W jednym z laboratoriów na Uniwersytecie Kalifornia w amerykańskim San Diego grupa naukowców intensywnie pracuje nad tym, by trądzik stał się pieśnią przeszłości. To choroba skóry, której objawy są znane nawet szczęśliwcom, którzy nigdy jej nie doświadczyli.

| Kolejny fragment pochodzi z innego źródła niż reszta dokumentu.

//! Transient user-facing notices.
//!
//! The queue never fails hard on background errors; it reports them here
//! and keeps going. Embedders pick a sink: the channel sink feeds a toast
//! UI, the log sink is the headless default.

use chrono::{DateTime, Utc};
use serde::Serialize;
use uuid::Uuid;

#[derive(Debug, Clone, Copy, PartialEq, Eq, Serialize)]
#[serde(rename_all = "lowercase")]
pub enum NoticeLevel {
    Info,
    Error,
}

/// One toast-sized message for the user.
#[derive(Debug, Clone, Serialize)]
#[serde(rename_all = "camelCase")]
pub struct Notice {
    pub id: Uuid,
    pub level: NoticeLevel,
    pub message: String,
    pub at: DateTime<Utc>,
}

impl Notice {
    pub fn info(message: impl Into<String>) -> Self {
        Self::new(NoticeLevel::Info, message.into())
    }

    pub fn error(message: impl Into<String>) -> Self {
        Self::new(NoticeLevel::Error, message.into())
    }

    fn new(level: NoticeLevel, message: String) -> Self {
        Self {
            id: Uuid::new_v4(),
            level,
            message,
            at: Utc::now(),
        }
    }
}

pub trait NoticeSink: Send + Sync {
    fn notice(&self, notice: Notice);
}

/// Default sink: forwards notices to the log facade.
pub struct LogNoticeSink;

impl NoticeSink for LogNoticeSink {
    fn notice(&self, notice: Notice) {
        match notice.level {
            NoticeLevel::Info => log::info!("Notice: {}", notice.message),
            NoticeLevel::Error => log::warn!("Notice: {}", notice.message),
        }
    }
}

/// Sink that hands notices to a channel, e.g. for a toast component.
/// A disconnected receiver drops the notice rather than erroring.
pub struct ChannelNoticeSink {
    tx: std::sync::mpsc::Sender<Notice>,
}

impl ChannelNoticeSink {
    pub fn new(tx: std::sync::mpsc::Sender<Notice>) -> Self {
        Self { tx }
    }
}

impl NoticeSink for ChannelNoticeSink {
    fn notice(&self, notice: Notice) {
        let _ = self.tx.send(notice);
    }
}
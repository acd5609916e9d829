//! Configuration stored in `~/.leadflow/config.json`.
//!
//! Every field has a serde default, so a missing file means "local dev
//! against localhost" rather than an error. `LEADFLOW_API_URL` overrides
//! the configured backend URL, matching how deployments point the
//! dashboard at a different server.

use std::fs;
use std::path::{Path, PathBuf};
use std::time::Duration;

use serde::{Deserialize, Serialize};
use thiserror::Error;

#[derive(Debug, Error)]
pub enum ConfigError {
    #[error("Home directory not found")]
    HomeDirNotFound,

    #[error("Failed to read config: {0}")]
    Io(#[from] std::io::Error),

    #[error("Failed to parse config: {0}")]
    Json(#[from] serde_json::Error),
}

#[derive(Debug, Clone, Serialize, Deserialize)]
#[serde(rename_all = "camelCase")]
pub struct Config {
    /// Base URL of the dashboard backend, including the `/api` prefix.
    #[serde(default = "default_api_url")]
    pub api_url: String,
    /// Bearer token for the agent session. The engine never obtains one
    /// itself; login is the embedder's business.
    #[serde(default, skip_serializing_if = "Option::is_none")]
    pub auth_token: Option<String>,
    /// Undo window in seconds.
    #[serde(default = "default_undo_window_secs")]
    pub undo_window_secs: u64,
}

impl Default for Config {
    fn default() -> Self {
        Self {
            api_url: default_api_url(),
            auth_token: None,
            undo_window_secs: default_undo_window_secs(),
        }
    }
}

fn default_api_url() -> String {
    "http://localhost:5000/api".to_string()
}

fn default_undo_window_secs() -> u64 {
    60
}

/// Canonical config file path (`~/.leadflow/config.json`).
pub fn config_path() -> Result<PathBuf, ConfigError> {
    let home = dirs::home_dir().ok_or(ConfigError::HomeDirNotFound)?;
    Ok(home.join(".leadflow").join("config.json"))
}

impl Config {
    /// Load from the canonical path, then apply the `LEADFLOW_API_URL`
    /// environment override if set.
    pub fn load() -> Result<Self, ConfigError> {
        let mut config = Self::load_from(&config_path()?)?;
        if let Ok(url) = std::env::var("LEADFLOW_API_URL") {
            if !url.is_empty() {
                config.api_url = url;
            }
        }
        Ok(config)
    }

    /// Load from an explicit path. A missing file yields the defaults.
    pub fn load_from(path: &Path) -> Result<Self, ConfigError> {
        if !path.exists() {
            return Ok(Self::default());
        }
        let content = fs::read_to_string(path)?;
        let config = serde_json::from_str(&content)?;
        Ok(config)
    }

    /// Write to an explicit path, creating parent directories as needed.
    pub fn save_to(&self, path: &Path) -> Result<(), ConfigError> {
        if let Some(parent) = path.parent() {
            if !parent.exists() {
                fs::create_dir_all(parent)?;
            }
        }
        let content = serde_json::to_string_pretty(self)?;
        fs::write(path, content)?;
        Ok(())
    }

    pub fn undo_window(&self) -> Duration {
        Duration::from_secs(self.undo_window_secs)
    }
}

#[cfg(test)]
mod tests {
    use super::*;
    use tempfile::TempDir;

    #[test]
    fn test_missing_file_yields_defaults() {
        let dir = TempDir::new().unwrap();
        let config = Config::load_from(&dir.path().join("config.json")).unwrap();

        assert_eq!(config.api_url, "http://localhost:5000/api");
        assert_eq!(config.auth_token, None);
        assert_eq!(config.undo_window(), Duration::from_secs(60));
    }

    #[test]
    fn test_partial_config_fills_defaults() {
        let dir = TempDir::new().unwrap();
        let path = dir.path().join("config.json");
        fs::write(&path, r#"{ "apiUrl": "https://leads.example.com/api" }"#).unwrap();

        let config = Config::load_from(&path).unwrap();
        assert_eq!(config.api_url, "https://leads.example.com/api");
        assert_eq!(config.undo_window_secs, 60);
    }

    #[test]
    fn test_save_then_load_roundtrip() {
        let dir = TempDir::new().unwrap();
        let path = dir.path().join("nested").join("config.json");

        let config = Config {
            api_url: "https://leads.example.com/api".to_string(),
            auth_token: Some("jwt-token".to_string()),
            undo_window_secs: 30,
        };
        config.save_to(&path).unwrap();

        let loaded = Config::load_from(&path).unwrap();
        assert_eq!(loaded.api_url, config.api_url);
        assert_eq!(loaded.auth_token.as_deref(), Some("jwt-token"));
        assert_eq!(loaded.undo_window_secs, 30);
    }

    #[test]
    fn test_corrupt_config_errors() {
        let dir = TempDir::new().unwrap();
        let path = dir.path().join("config.json");
        fs::write(&path, "not json at all").unwrap();

        assert!(matches!(
            Config::load_from(&path),
            Err(ConfigError::Json(_))
        ));
    }
}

Pryszcze, zaskórniki, zmiany ropne, rumień - trądzik, w zależności od rodzaju i natężenia, funduje nieestetyczne zmiany na twarzy, ale też nierzadko innych partiach ciała.
Trudno z nim walczyć, bo ma podłoże genetyczne. Do tego, częściowo, wywołują go bakterie towarzyszące ludzkiemu organizmowi przez całe życie - P. acnes, które mają jednak również pozytywny wpływ na nasze zdrowie.
Właśnie z tego powodu stworzenie szczepionki na trądzik nie jest łatwe, jak tłumaczy Eric C. Huang, czyli szef projektu mającego na celu jej opracowanie.
Ale dla zespołu amerykańskich naukowców to nie problem, bo znaleźli już na tę kwestię rozwiązanie: "Odkryliśmy przeciwciało dla toksycznego białka, które wywołuje stany zapalne towarzyszące trądzikowi", potwierdza badacz.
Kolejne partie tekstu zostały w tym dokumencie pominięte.